U.S. SECURITIES AND EXCHANGE COMMISSION
Litigation Release No. 19048 / January 24, 2005
Accounting and Auditing Enforcement
Release No. 2173 / January 24, 2005
Securities and Exchange Commission v. Penthouse International, Inc., Charles Samel and Jason Galanis, 05 CV 0780 (RWS) (S.D.N.Y.)
SEC CHARGES PENTHOUSE INTERNATIONAL, INC., A FORMER OFFICER, AND A SHAREHOLDER WITH ACCOUNTING FRAUD, REPORTING VIOLATIONS, AND VIOLATIONS OF THE SARBANES-OXLEY CERTIFICATION RULES
SEC SIMULTANEOUSLY INSTITUTES AND SETTLES A RELATED CEASE-AND-DESIST PROCEEDING AGAINST ROBERT C. GUCCIONE, FORMERLY PENTHOUSE'S PRINCIPAL EXECUTIVE OFFICER AND PRINCIPAL FINANCIAL OFFICER
The Securities and Exchange Commission announced today that it filed a civil injunctive action against Penthouse International, Inc., now known as PHSL Worldwide, Inc., a former officer of Penthouse, Charles Samel, and a Penthouse shareholder, Jason Galanis, charging them with accounting fraud, reporting violations and violations of the Sarbanes-Oxley certification rules. The Commission also announced today that it instituted a separate settled cease-and-desist proceeding against Penthouse's former Chief Executive Officer, Robert C. Guccione.
The Commission's complaint, which was filed in the United States District Court for the Southern District of New York, alleges that Penthouse, Samel and Galanis engaged in accounting fraud and financial reporting violations at Penthouse in connection with the company's Form 10-Q for the quarter ended March 31, 2003.

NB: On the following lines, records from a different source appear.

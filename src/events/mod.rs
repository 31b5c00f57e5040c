pub mod pointer;
pub mod window;

pub use pointer::{Button, Modifiers, PointerEvent, ScrollDirection};
pub use window::{Notification, WindowId, WindowProperty};

use crate::services::taskbar::MenuAction;

/// Всё, что обрабатывает цикл событий панели, по одному событию за раз
#[derive(Debug, Clone, PartialEq, Eq)]
pub enum LoopEvent {
    /// Изменение свойства у оконного менеджера
    Notify(Notification),
    /// Действие указателя над кнопкой задачи
    Pointer { window: WindowId, event: PointerEvent },
    /// Выбран пункт контекстного меню
    MenuAction(MenuAction),
    /// Тик мигания срочной задачи
    FlashTick(WindowId),
    /// Истекла задержка наведения при перетаскивании
    DragSettled { window: WindowId, token: u64 },
    Shutdown,
}

impl From<Notification> for LoopEvent {
    fn from(notification: Notification) -> Self {
        LoopEvent::Notify(notification)
    }
}
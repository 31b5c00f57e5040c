// Макросы условного логирования: аргументы не форматируются, если уровень выключен
#[macro_export]
macro_rules! debug_if_enabled {
    ($($arg:tt)*) => {
        if tracing::enabled!(tracing::Level::DEBUG) {
            tracing::debug!($($arg)*);
        }
    };
}

#[macro_export]
macro_rules! trace_if_enabled {
    ($($arg:tt)*) => {
        if tracing::enabled!(tracing::Level::TRACE) {
            tracing::trace!($($arg)*);
        }
    };
}
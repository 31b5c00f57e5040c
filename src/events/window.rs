use serde::{Deserialize, Serialize};
use std::fmt;

/// Идентификатор окна X11 (XID)
#[derive(Debug, Clone, Copy, PartialEq, Eq, Hash, PartialOrd, Ord, Serialize, Deserialize)]
pub struct WindowId(pub u32);

impl fmt::Display for WindowId {
    fn fmt(&self, f: &mut fmt::Formatter<'_>) -> fmt::Result {
        write!(f, "0x{:x}", self.0)
    }
}

/// Свойство окна, изменение которого интересует панель
#[derive(Debug, Clone, Copy, PartialEq, Eq, Hash, Serialize, Deserialize)]
pub enum WindowProperty {
    Desktop,
    Title,
    Hints,
    State,
    Icon,
    WindowType,
}

/// Уведомление от оконного менеджера
#[derive(Debug, Clone, Copy, PartialEq, Eq)]
pub enum Notification {
    ClientListChanged,
    CurrentDesktopChanged,
    DesktopCountChanged,
    DesktopNamesChanged,
    ActiveWindowChanged,
    Property {
        window: WindowId,
        property: WindowProperty,
    },
}

impl fmt::Display for Notification {
    fn fmt(&self, f: &mut fmt::Formatter<'_>) -> fmt::Result {
        match self {
            Notification::Property { window, property } => {
                write!(f, "{:?} @ {}", property, window)
            }
            other => write!(f, "{:?}", other),
        }
    }
}

#[cfg(test)]
mod tests {
    use super::*;

    #[test]
    fn test_window_id_display() {
        assert_eq!(WindowId(0x1e00004).to_string(), "0x1e00004");
        assert_eq!(WindowId(42).to_string(), "0x2a");
    }

    #[test]
    fn test_notification_display() {
        let n = Notification::Property {
            window: WindowId(0x10),
            property: WindowProperty::Title,
        };
        assert_eq!(n.to_string(), "Title @ 0x10");
        assert_eq!(Notification::ClientListChanged.to_string(), "ClientListChanged");
    }
}
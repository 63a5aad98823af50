//! gRPC service implementation.
//!
//! This module contains the client-facing side of the server: decoding each
//! RPC, delegating to the [`PersonStore`](crate::server::store::PersonStore),
//! and mapping results, absence and failures into responses.
//!
//! ## Structure
//!
//! - [`handler`] - gRPC service entry point (`PersonHandler`).

pub mod handler;
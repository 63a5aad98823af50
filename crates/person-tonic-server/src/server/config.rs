use anyhow::bail;
use clap::Parser;
use core::time::Duration;

/// Runtime configuration for the `person-tonic-server` binary.
///
/// All values are parsed from CLI arguments or environment variables (a `.env`
/// file is loaded first), with defaults that run a self-contained, in-memory
/// service.
#[derive(Parser, Debug, Clone)]
#[command(
    name = "person-tonic-server",
    version,
    about = "A gRPC CRUD service for people"
)]
pub struct CliArgs {
    /// Address to listen on (TCP or Unix socket path; use --uds for Unix socket).
    ///
    /// Example: "0.0.0.0:50051" or "/tmp/person-uds.sock"
    ///
    /// Environment variable: `SERVER_ADDR`
    #[arg(long, env = "SERVER_ADDR", default_value_t = String::from("0.0.0.0:50051"))]
    pub server_addr: String,

    /// Listen on a Unix socket instead of TCP. If set, `SERVER_ADDR` must be a file path.
    #[arg(short, long, default_value_t = false)]
    pub uds: bool,

    /// sqlx connection URL of the SQLite database.
    ///
    /// The schema is dropped, recreated and reseeded on every start, so a file
    /// database does not carry state across restarts either.
    ///
    /// Environment variable: `DATABASE_URL`
    #[arg(long, env = "DATABASE_URL", default_value_t = String::from("sqlite::memory:"))]
    pub database_url: String,

    /// Maximum number of pooled database connections.
    ///
    /// Ignored for in-memory databases, which always use a single connection.
    ///
    /// Environment variable: `DB_MAX_CONNECTIONS`
    #[arg(long, env = "DB_MAX_CONNECTIONS", default_value_t = 4)]
    pub db_max_connections: u32,

    /// Seconds to wait for a free database connection before failing the
    /// request.
    ///
    /// Environment variable: `DB_ACQUIRE_TIMEOUT_SECS`
    #[arg(long, env = "DB_ACQUIRE_TIMEOUT_SECS", default_value_t = 30)]
    pub db_acquire_timeout_secs: u64,

    /// Reject blank names with `INVALID_ARGUMENT` instead of answering with an
    /// empty response.
    ///
    /// Environment variable: `STRICT_VALIDATION`
    #[arg(long, env = "STRICT_VALIDATION", default_value_t = false)]
    pub strict_validation: bool,
}

/// How the handlers answer a create or update carrying a blank name.
#[derive(Debug, Clone, Copy, Default, PartialEq, Eq)]
pub enum ValidationMode {
    /// Return a well-formed response with the `person` field unset.
    #[default]
    Lenient,
    /// Fail the call with `INVALID_ARGUMENT`.
    Strict,
}

#[derive(Debug, Clone)]
pub struct StoreConfig {
    pub database_url: String,
    pub max_connections: u32,
    pub acquire_timeout: Duration,
}

impl StoreConfig {
    /// An in-memory database with default pool settings.
    pub fn in_memory() -> Self {
        Self {
            database_url: String::from("sqlite::memory:"),
            max_connections: 1,
            acquire_timeout: Duration::from_secs(30),
        }
    }

    /// Whether the URL names a private in-memory SQLite database.
    pub fn is_in_memory(&self) -> bool {
        let url = self.database_url.as_str();
        url.contains(":memory:") || url.contains("mode=memory")
    }
}

#[derive(Debug, Clone)]
pub struct ServerConfig {
    pub server_addr: String,
    pub uds: bool,
    pub store: StoreConfig,
    pub validation: ValidationMode,
}

impl TryFrom<CliArgs> for ServerConfig {
    type Error = anyhow::Error;

    fn try_from(args: CliArgs) -> Result<Self, Self::Error> {
        if args.server_addr.trim().is_empty() {
            bail!("SERVER_ADDR must not be empty");
        }

        if !args.database_url.starts_with("sqlite:") {
            bail!(
                "DATABASE_URL ({}) must be a sqlite URL, e.g. `sqlite::memory:` or `sqlite://people.db?mode=rwc`",
                args.database_url
            );
        }

        if args.db_max_connections == 0 {
            bail!("DB_MAX_CONNECTIONS must be greater than 0");
        }

        if args.db_acquire_timeout_secs == 0 {
            bail!("DB_ACQUIRE_TIMEOUT_SECS must be greater than 0");
        }

        let validation = if args.strict_validation {
            ValidationMode::Strict
        } else {
            ValidationMode::Lenient
        };

        Ok(Self {
            server_addr: args.server_addr,
            uds: args.uds,
            store: StoreConfig {
                database_url: args.database_url,
                max_connections: args.db_max_connections,
                acquire_timeout: Duration::from_secs(args.db_acquire_timeout_secs),
            },
            validation,
        })
    }
}

#[cfg(test)]
mod tests {
    use super::*;

    fn parse(args: &[&str]) -> CliArgs {
        CliArgs::try_parse_from(std::iter::once("person-tonic-server").chain(args.iter().copied()))
            .expect("arguments should parse")
    }

    #[test]
    fn defaults_run_in_memory_and_lenient() {
        let config = ServerConfig::try_from(parse(&[])).unwrap();
        assert_eq!(config.server_addr, "0.0.0.0:50051");
        assert!(!config.uds);
        assert!(config.store.is_in_memory());
        assert_eq!(config.store.acquire_timeout, Duration::from_secs(30));
        assert_eq!(config.validation, ValidationMode::Lenient);
    }

    #[test]
    fn strict_flag_selects_strict_validation() {
        let config = ServerConfig::try_from(parse(&["--strict-validation"])).unwrap();
        assert_eq!(config.validation, ValidationMode::Strict);
    }

    #[test]
    fn file_database_is_not_in_memory() {
        let config = ServerConfig::try_from(parse(&[
            "--database-url",
            "sqlite://people.db?mode=rwc",
            "--db-max-connections",
            "8",
        ]))
        .unwrap();
        assert!(!config.store.is_in_memory());
        assert_eq!(config.store.max_connections, 8);
    }

    #[test]
    fn rejects_zero_connections() {
        let err = ServerConfig::try_from(parse(&["--db-max-connections", "0"])).unwrap_err();
        assert!(err.to_string().contains("DB_MAX_CONNECTIONS"));
    }

    #[test]
    fn rejects_zero_acquire_timeout() {
        let err = ServerConfig::try_from(parse(&["--db-acquire-timeout-secs", "0"])).unwrap_err();
        assert!(err.to_string().contains("DB_ACQUIRE_TIMEOUT_SECS"));
    }

    #[test]
    fn rejects_non_sqlite_urls() {
        let err = ServerConfig::try_from(parse(&["--database-url", "postgres://localhost/people"]))
            .unwrap_err();
        assert!(err.to_string().contains("sqlite"));
    }
}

According to the complaint:
- Penthouse improperly included as revenue on the financial statements for that quarter $1 million received as an up-front payment in connection with a five-year website management agreement. That payment should not have been recognized in that quarter because (1) the agreement was not actually signed until the following quarter, and (2) under generally accepted accounting principles (GAAP), the $1 million payment should have been recognized as deferred revenue and amortized into income over the five-year life of the agreement. The inclusion of the $1 million payment under the agreement increased Penthouse's reported revenue by approximately 9%, from $11,072,000 to $12,072,000 and changed a quarterly net loss of $167,000 to a purported net profit of $828,000.

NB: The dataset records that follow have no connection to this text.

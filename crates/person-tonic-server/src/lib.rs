//! # `person-tonic-server`: gRPC CRUD service for people
//!
//! A tonic server exposing the `PersonService` defined in
//! [`person_tonic_core`], backed by a SQLite `person` table through sqlx.
//!
//! ## Highlights
//!
//! - **One transaction per RPC**: each call maps to exactly one store
//!   operation, begun and committed explicitly.
//! - **Absence is not failure**: unknown ids produce unset fields or `false`,
//!   never an error status.
//! - **Ephemeral by design**: the schema is recreated and reseeded (Alice,
//!   Bob, Charlie, Alice) on every start.
//! - **Operational surface**: health, reflection, gRPC-web, compression, and
//!   graceful shutdown.
//!
//! ## Module Overview
//!
//! - [`server`] - configuration, store, service, telemetry, and server wiring.

pub mod server;
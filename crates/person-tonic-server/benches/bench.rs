use core::{fmt, hint::black_box};
use criterion::{Criterion, Throughput, criterion_group, criterion_main};
use futures::stream::{FuturesUnordered, StreamExt};
use person_tonic_core::proto::{
    CreatePersonRequest, DeletePersonRequest, GetAllPeopleRequest, PersonByIdRequest,
    person_service_client::PersonServiceClient,
};
use person_tonic_server::server::{
    config::{StoreConfig, ValidationMode},
    serve_with_incoming,
    service::handler::PersonHandler,
    store::PersonStore,
};
use std::time::Instant;
use tokio::{net::TcpListener, runtime::Builder, sync::oneshot};
use tokio_stream::wrappers::TcpListenerStream;
use tonic::{
    codec::CompressionEncoding,
    transport::{Channel, Uri},
};

#[derive(Clone, Copy, Debug)]
enum Compression {
    None,
    Deflate,
    Gzip,
    Zstd,
}

impl fmt::Display for Compression {
    fn fmt(&self, f: &mut fmt::Formatter<'_>) -> fmt::Result {
        match self {
            Compression::None => write!(f, "none"),
            Compression::Deflate => write!(f, "deflate"),
            Compression::Gzip => write!(f, "gzip"),
            Compression::Zstd => write!(f, "zstd"),
        }
    }
}

impl From<Compression> for Option<CompressionEncoding> {
    fn from(value: Compression) -> Self {
        match value {
            Compression::None => None,
            Compression::Deflate => Some(CompressionEncoding::Deflate),
            Compression::Gzip => Some(CompressionEncoding::Gzip),
            Compression::Zstd => Some(CompressionEncoding::Zstd),
        }
    }
}

#[derive(Clone, Copy, Debug)]
struct GrpcBenchParams {
    concurrency: usize,
    compression: Compression,
}

fn store_bench(c: &mut Criterion) {
    let rt = Builder::new_multi_thread().enable_all().build().unwrap();
    let store = rt
        .block_on(PersonStore::open(&StoreConfig::in_memory()))
        .expect("open store");

    let store = &store;

    let mut group = c.benchmark_group("store");
    group.throughput(Throughput::Elements(1));

    group.bench_function("find_by_id", |b| {
        b.to_async(&rt)
            .iter(|| async move { black_box(store.find_by_id(3).await.unwrap()) });
    });

    group.bench_function("list_all", |b| {
        b.to_async(&rt)
            .iter(|| async move { black_box(store.list_all().await.unwrap()) });
    });

    group.bench_function("create_delete", |b| {
        b.to_async(&rt).iter(|| async move {
            let person = store.create("Bench").await.unwrap();
            black_box(store.delete(person.id).await.unwrap())
        });
    });

    group.finish();
}

fn grpc_bench(c: &mut Criterion) {
    let rt = Builder::new_multi_thread().enable_all().build().unwrap();

    // Serve in-process on an ephemeral port.
    let (uri, stop) = rt.block_on(async {
        let listener = TcpListener::bind("127.0.0.1:0").await.expect("bind");
        let addr = listener.local_addr().expect("local addr");
        let store = PersonStore::open(&StoreConfig::in_memory())
            .await
            .expect("open store");
        let service = PersonHandler::new(store, ValidationMode::Lenient);
        let (stop, stopped) = oneshot::channel::<()>();
        tokio::spawn(serve_with_incoming(
            service,
            TcpListenerStream::new(listener),
            async move {
                let _ = stopped.await;
            },
        ));
        let uri = Uri::try_from(format!("http://{addr}")).expect("Invalid URI");
        (uri, stop)
    });

    let concurrency_cases = [1, 4, 16, 64];
    let compression_cases = [
        Compression::None,
        Compression::Zstd,
        Compression::Gzip,
        Compression::Deflate,
    ];

    // Generate cartesian product of all param combinations
    let mut cases = Vec::new();
    for &concurrency in &concurrency_cases {
        for &compression in &compression_cases {
            cases.push(GrpcBenchParams {
                concurrency,
                compression,
            });
        }
    }

    for params in &cases {
        let mut group = c.benchmark_group("grpc/crud_cycle");
        group.throughput(Throughput::Elements(params.concurrency as u64));

        group.bench_function(
            format!("conc/{}/comp/{}", params.concurrency, params.compression),
            |b| {
                b.to_async(&rt).iter_custom(|iters| {
                    let uri = uri.clone();
                    async move {
                        let channel = Channel::builder(uri)
                            .connect()
                            .await
                            .expect("Failed to connect to server");

                        let start = Instant::now();

                        for _ in 0..iters {
                            run_grpc_crud_bench(&channel, params).await;
                        }

                        start.elapsed()
                    }
                });
            },
        );

        group.finish();
    }

    let _ = stop.send(());
}

/// One create, read, list and delete per concurrent client.
async fn run_grpc_crud_bench(channel: &Channel, params: &GrpcBenchParams) {
    let mut tasks = FuturesUnordered::new();

    for _ in 0..params.concurrency {
        let channel = channel.clone();
        let compression = params.compression;

        tasks.push(tokio::spawn(async move {
            let mut client = PersonServiceClient::new(channel);
            if let Some(encoding) = compression.into() {
                client = client.accept_compressed(encoding).send_compressed(encoding)
            }

            let person = client
                .create_person(CreatePersonRequest {
                    name: "Bench".to_string(),
                })
                .await
                .expect("create failed")
                .into_inner()
                .person
                .expect("created person");

            let found = client
                .find_by_id(PersonByIdRequest { id: person.id })
                .await
                .expect("find failed")
                .into_inner();
            black_box(found);

            let all = client
                .get_all(GetAllPeopleRequest {})
                .await
                .expect("list failed")
                .into_inner();
            black_box(all);

            let deleted = client
                .delete_person(DeletePersonRequest { id: person.id })
                .await
                .expect("delete failed")
                .into_inner();
            assert!(deleted.success);
        }));
    }

    // Wait for all tasks to complete
    while let Some(res) = tasks.next().await {
        res.unwrap();
    }
}

criterion_group!(benches, store_bench, grpc_bench);
criterion_main!(benches);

- Penthouse's Form 10-Q was materially misleading in several other respects. For example, it bore an unauthorized electronic signature of Robert C. Guccione, Penthouse's principal executive officer and principal financial officer, and thus represented that Guccione had reviewed and signed it, and the accompanying Sarbanes-Oxley certification. This representation was false: In fact, Guccione had not seen or approved the filing of the Form 10-Q or the Sarbanes-Oxley certification. Penthouse's auditors and outside counsel also had not reviewed the filing, a fact that also was not disclosed in the filing.

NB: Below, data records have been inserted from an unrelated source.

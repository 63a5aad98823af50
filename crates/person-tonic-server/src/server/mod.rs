//! Server-side components of the person gRPC service.
//!
//! ## Submodules
//!
//! - [`config`] - CLI and environment configuration.
//! - [`store`] - SQLite-backed `person` table and its operations.
//! - [`service`] - gRPC service implementation.
//! - [`telemetry`] - Logging and optional OpenTelemetry export.
//!
//! [`serve_with_incoming`] wires the service, health and reflection endpoints
//! into a tonic server; it is shared by the binary and the integration tests.

pub mod config;
pub mod service;
pub mod store;
pub mod telemetry;

use core::future::Future;
use futures::Stream;
use person_tonic_core::proto::{FILE_DESCRIPTOR_SET, person_service_server::PersonServiceServer};
use service::handler::PersonHandler;
use tokio::io::{AsyncRead, AsyncWrite};
use tonic::transport::server::Connected;
use tonic::{codec::CompressionEncoding, transport::Server};
use tonic_reflection::server::Builder;
use tonic_web::GrpcWebLayer;
use tower::ServiceBuilder;
use tower_http::cors::{Any, CorsLayer};
use tracing::info;

/// Serves `PersonService`, gRPC health and reflection on `incoming` until
/// `signal` resolves, then shuts down gracefully.
///
/// Shutdown order: health flips to `NOT_SERVING` and the handler refuses new
/// requests, tonic drains in-flight calls, and finally the store pool is
/// closed.
pub async fn serve_with_incoming<I, IO, IE, F>(
    service: PersonHandler,
    incoming: I,
    signal: F,
) -> anyhow::Result<()>
where
    I: Stream<Item = Result<IO, IE>>,
    IO: AsyncRead + AsyncWrite + Connected + Unpin + Send + 'static,
    IE: Into<tower::BoxError>,
    F: Future<Output = ()>,
{
    let (health_reporter, health_service) = tonic_health::server::health_reporter();
    health_reporter
        .set_serving::<PersonServiceServer<PersonHandler>>()
        .await;

    let reflection = Builder::configure()
        .register_encoded_file_descriptor_set(FILE_DESCRIPTOR_SET)
        .build_v1()?;

    let shutdown = {
        let service = service.clone();
        async move {
            signal.await;
            info!("Shutdown signal received, terminating gracefully...");

            // 1. Publish the status
            health_reporter
                .set_not_serving::<PersonServiceServer<PersonHandler>>()
                .await;

            // 2. Refuse new work; tonic drains what is in flight
            service.refuse_new_requests();
        }
    };

    Server::builder()
        .accept_http1(true)
        .http2_adaptive_window(Some(true))
        .layer(
            ServiceBuilder::new()
                .layer(
                    CorsLayer::new()
                        .allow_origin(Any)
                        .allow_methods(Any)
                        .allow_headers(Any),
                )
                .layer(GrpcWebLayer::new()),
        )
        .add_service(health_service)
        .add_service(reflection)
        .add_service(build_person_service(service.clone()))
        .serve_with_incoming_shutdown(incoming, shutdown)
        .await?;

    // 3. Release the database
    service.shutdown().await;

    info!("Service shut down successfully");
    Ok(())
}

fn build_person_service(service: PersonHandler) -> PersonServiceServer<PersonHandler> {
    PersonServiceServer::new(service)
        .send_compressed(CompressionEncoding::Zstd)
        .send_compressed(CompressionEncoding::Gzip)
        .send_compressed(CompressionEncoding::Deflate)
        .accept_compressed(CompressionEncoding::Zstd)
        .accept_compressed(CompressionEncoding::Gzip)
        .accept_compressed(CompressionEncoding::Deflate)
}
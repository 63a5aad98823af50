#![doc = include_str!("../README.md")]

use clap::Parser;
use person_tonic_server::server::{
    config::{CliArgs, ServerConfig},
    serve_with_incoming,
    service::handler::PersonHandler,
    store::PersonStore,
    telemetry::init_telemetry,
};
use tokio::net::TcpListener;
use tokio::signal;
use tokio_stream::wrappers::TcpListenerStream;

// Using mimalloc for better performance under contention, especially in musl
// environments.
#[global_allocator]
static GLOBAL: mimalloc::MiMalloc = mimalloc::MiMalloc;

#[tokio::main]
async fn main() -> anyhow::Result<()> {
    // Load from .env
    let _ = dotenvy::dotenv();
    let args = CliArgs::parse();
    let config = ServerConfig::try_from(args)?;

    let providers = init_telemetry()?;

    let store = PersonStore::open(&config.store).await?;
    let service = PersonHandler::new(store, config.validation);

    let res = if config.uds {
        #[cfg(unix)]
        {
            use tokio::net::UnixListener;
            use tokio_stream::wrappers::UnixListenerStream;
            let uds_path = config.server_addr.clone();
            let uds = UnixListener::bind(&uds_path)?;
            let incoming = UnixListenerStream::new(uds);
            log_startup_info(&uds_path, &config);
            let res = serve_with_incoming(service, incoming, shutdown_signal()).await;
            // TODO: Best effort to clean up the socket file although a panic
            // might leave it behind.
            let _ = std::fs::remove_file(&uds_path);
            res
        }
        #[cfg(not(unix))]
        {
            anyhow::bail!("Unix domain sockets are not supported on this platform");
        }
    } else {
        let tcp_path = config.server_addr.clone();
        let tcp = TcpListener::bind(&tcp_path).await?;
        let incoming = TcpListenerStream::new(tcp);
        log_startup_info(&tcp_path, &config);
        serve_with_incoming(service, incoming, shutdown_signal()).await
    };

    providers.shutdown();
    res
}

fn log_startup_info(addr: &str, config: &ServerConfig) {
    if cfg!(debug_assertions) {
        tracing::info!(
            "Starting person service on {} with full config: {:#?}",
            addr,
            config
        );
    } else {
        tracing::info!(
            "Starting person service on {} ({:?} validation)",
            addr,
            config.validation
        );
    }
}

async fn shutdown_signal() {
    #[cfg(unix)]
    let terminate = async {
        signal::unix::signal(signal::unix::SignalKind::terminate())
            .expect("failed to install signal handler")
            .recv()
            .await;
    };

    #[cfg(not(unix))]
    let terminate = std::future::pending::<()>();

    let ctrl_c = async {
        signal::ctrl_c()
            .await
            .expect("failed to install Ctrl+C handler");
    };

    tokio::select! {
        () = ctrl_c => {
            tracing::info!("Received Ctrl+C signal");
        },
        () = terminate => {
            tracing::info!("Received SIGTERM signal");
        },
    }
}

- Samel and Galanis prepared and filed the false Form 10-Q, and they did so knowing or recklessly disregarding that Guccione had not seen or approved it, that Penthouse's auditor had not performed its required review of the Form 10-Q, and that it would be improper to include the $1 million payment as revenue for the quarter ended March 31, 2003.
- Penthouse then made two subsequent filings on Form 8-K that purported to correct misstatements in the 10-Q, but continued to make material misrepresentations and omissions. In both of these filings, Penthouse failed to disclose that Guccione had not reviewed, approved or signed the 10-Q or the attached Sarbanes-Oxley certification. In one of these filings, moreover, Penthouse misrepresented that Penthouse's disclosure controls and procedures were adequate.
The complaint alleges that Penthouse and Samel violated, and Galanis aided and abetted violations of, Section 10(b) of the Exchange Act, and Rule 10b-5 thereunder. Further, the complaint alleges that Penthouse violated Section 15(d) of the Exchange Act and Rules 12b-20, 15d-11, 15d-13 and 15d-14 thereunder, that Samel and Galanis aided and abetted violations of Section 15(d) of the Exchange Act and Rules 12b-20 and 15d-13 thereunder, and that Samel also aided and abetted violations of Rule 15d-14. In its complaint, the Commission seeks permanent injunctions and civil penalties as to all of the defendants; and officer and director bars against Samel and Galanis. The litigation is pending.